* [Data for the task]
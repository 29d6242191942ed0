mod stores;
mod types;

pub use stores::{StoreConfigAkamai, StoreConfigDigitalOcean, StoreConfigRancher, StoreConfigVault};
pub use types::{
    env_fallback, expand_path, parse_api_address, KubeconfigStoreConfig, SwitchConfig,
    DEFAULT_KUBECONFIG_NAME,
};
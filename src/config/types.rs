// config/types.rs
use serde::{Deserialize, Serialize};
use std::{fs, path::{Path, PathBuf}};

use crate::error::{Result, StoreError};
use crate::types::{store_id, StoreKind};

pub const DEFAULT_KUBECONFIG_NAME: &str = "config";

/// Top-level switch configuration listing every kubeconfig store to search.
#[derive(Debug, Clone, Serialize, Deserialize)]
#[serde(rename_all = "camelCase")]
pub struct SwitchConfig {
    #[serde(default)]
    pub kind: Option<String>,
    /// Default file name pattern for filesystem stores.
    #[serde(default)]
    pub kubeconfig_name: Option<String>,
    #[serde(default)]
    pub kubeconfig_stores: Vec<KubeconfigStoreConfig>,
}

/// Settings shared by every store kind plus the kind-specific `config` blob.
#[derive(Debug, Clone, Serialize, Deserialize)]
#[serde(rename_all = "camelCase")]
pub struct KubeconfigStoreConfig {
    pub kind: StoreKind,
    #[serde(default)]
    pub id: Option<String>,
    #[serde(default)]
    pub paths: Vec<String>,
    #[serde(default)]
    pub kubeconfig_name: Option<String>,
    #[serde(default = "default_true")]
    pub show_prefix: bool,
    #[serde(default = "default_true")]
    pub required: bool,
    #[serde(default)]
    pub config: Option<serde_yaml::Value>,
}

fn default_true() -> bool {
    true
}

impl KubeconfigStoreConfig {
    pub fn new(kind: StoreKind) -> Self {
        Self {
            kind,
            id: None,
            paths: Vec::new(),
            kubeconfig_name: None,
            show_prefix: true,
            required: true,
            config: None,
        }
    }

    pub fn store_id(&self) -> String {
        store_id(self.kind, self.id.as_deref())
    }

    /// Deserializes the kind-specific `config` section, defaulting when absent.
    pub fn kind_config<T>(&self) -> Result<T>
    where
        T: serde::de::DeserializeOwned + Default,
    {
        match &self.config {
            None | Some(serde_yaml::Value::Null) => Ok(T::default()),
            Some(value) => serde_yaml::from_value(value.clone()).map_err(|e| {
                StoreError::Config(format!("invalid config for store {}: {}", self.store_id(), e))
            }),
        }
    }
}

impl SwitchConfig {
    pub fn load_from_file(path: &str) -> Result<Self> {
        let expanded = expand_path(path)?;
        let config_str = fs::read_to_string(&expanded)?;
        let is_json = expanded
            .extension()
            .map(|ext| ext == "json")
            .unwrap_or(false);
        let config: SwitchConfig = if is_json {
            serde_json::from_str(&config_str)?
        } else {
            serde_yaml::from_str(&config_str)?
        };
        config.validate()?;
        Ok(config)
    }

    /// `~/.kube/switch-config.yaml`
    pub fn default_path() -> Option<PathBuf> {
        dirs::home_dir().map(|home| home.join(".kube").join("switch-config.yaml"))
    }

    pub fn kubeconfig_name(&self) -> &str {
        self.kubeconfig_name
            .as_deref()
            .unwrap_or(DEFAULT_KUBECONFIG_NAME)
    }

    pub fn validate(&self) -> Result<()> {
        if self.kubeconfig_stores.is_empty() {
            return Err(StoreError::Config(
                "no kubeconfig stores configured".to_string(),
            ));
        }
        for store in &self.kubeconfig_stores {
            if store.kind == StoreKind::Filesystem && store.paths.is_empty() {
                return Err(StoreError::Config(format!(
                    "store {} needs at least one path",
                    store.store_id()
                )));
            }
        }
        Ok(())
    }
}

/// Expands `~` and environment variables in a configured path.
pub fn expand_path(path: &str) -> Result<PathBuf> {
    shellexpand::full(path)
        .map(|expanded| Path::new(expanded.as_ref()).to_path_buf())
        .map_err(|e| StoreError::Config(format!("cannot expand path {}: {}", path, e)))
}

/// Reads the first set environment variable among `names`.
pub fn env_fallback(value: &Option<String>, names: &[&str]) -> Option<String> {
    value
        .clone()
        .filter(|v| !v.is_empty())
        .or_else(|| {
            names
                .iter()
                .find_map(|name| std::env::var(name).ok().filter(|v| !v.is_empty()))
        })
}

/// Parses an API base address and strips the trailing slash.
pub fn parse_api_address(store: &str, address: &str) -> Result<String> {
    let parsed = url::Url::parse(address).map_err(|e| {
        StoreError::Config(format!("store {}: invalid API address {}: {}", store, address, e))
    })?;
    if !matches!(parsed.scheme(), "http" | "https") {
        return Err(StoreError::Config(format!(
            "store {}: API address must be http(s), got {}",
            store, address
        )));
    }
    Ok(parsed.as_str().trim_end_matches('/').to_string())
}

#[cfg(test)]
mod tests {
    use super::*;

    const YAML: &str = r#"
kind: SwitchConfig
kubeconfigName: "*.yaml"
kubeconfigStores:
  - kind: filesystem
    paths: ["~/.kube"]
  - kind: vault
    id: team
    showPrefix: false
    required: false
    paths: ["kubeconfigs"]
    config:
      vaultAPIAddress: "http://127.0.0.1:8200"
      vaultEngineVersion: v2
"#;

    #[test]
    fn loads_yaml_with_defaults() {
        let dir = tempfile::TempDir::new().unwrap();
        let path = dir.path().join("switch-config.yaml");
        fs::write(&path, YAML).unwrap();

        let config = SwitchConfig::load_from_file(path.to_str().unwrap()).unwrap();
        assert_eq!(config.kubeconfig_name(), "*.yaml");
        assert_eq!(config.kubeconfig_stores.len(), 2);

        let fs_store = &config.kubeconfig_stores[0];
        assert_eq!(fs_store.store_id(), "filesystem.default");
        assert!(fs_store.show_prefix);
        assert!(fs_store.required);

        let vault = &config.kubeconfig_stores[1];
        assert_eq!(vault.store_id(), "vault.team");
        assert!(!vault.show_prefix);
        assert!(!vault.required);
    }

    #[test]
    fn loads_json_by_extension() {
        let dir = tempfile::TempDir::new().unwrap();
        let path = dir.path().join("switch-config.json");
        fs::write(
            &path,
            r#"{"kubeconfigStores":[{"kind":"filesystem","paths":["/tmp"]}]}"#,
        )
        .unwrap();

        let config = SwitchConfig::load_from_file(path.to_str().unwrap()).unwrap();
        assert_eq!(config.kubeconfig_name(), DEFAULT_KUBECONFIG_NAME);
    }

    #[test]
    fn rejects_filesystem_store_without_paths() {
        let config = SwitchConfig {
            kind: None,
            kubeconfig_name: None,
            kubeconfig_stores: vec![KubeconfigStoreConfig::new(StoreKind::Filesystem)],
        };
        assert!(matches!(config.validate(), Err(StoreError::Config(_))));
    }

    #[test]
    fn api_address_is_normalized() {
        assert_eq!(
            parse_api_address("rancher.default", "https://rancher.example.com/").unwrap(),
            "https://rancher.example.com"
        );
        assert!(parse_api_address("rancher.default", "ftp://x").is_err());
        assert!(parse_api_address("rancher.default", "not a url").is_err());
    }

    #[test]
    fn explicit_value_wins_over_environment() {
        assert_eq!(
            env_fallback(&Some("abc".to_string()), &["PATH"]),
            Some("abc".to_string())
        );
        assert_eq!(
            env_fallback(&None, &["KUBESWITCH_TEST_SURELY_UNSET_VAR"]),
            None
        );
    }
}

* [What to work on]
Looking at the entries above, count the lines that contain the string "Some", then give the number and nothing else.

* [Written response]
4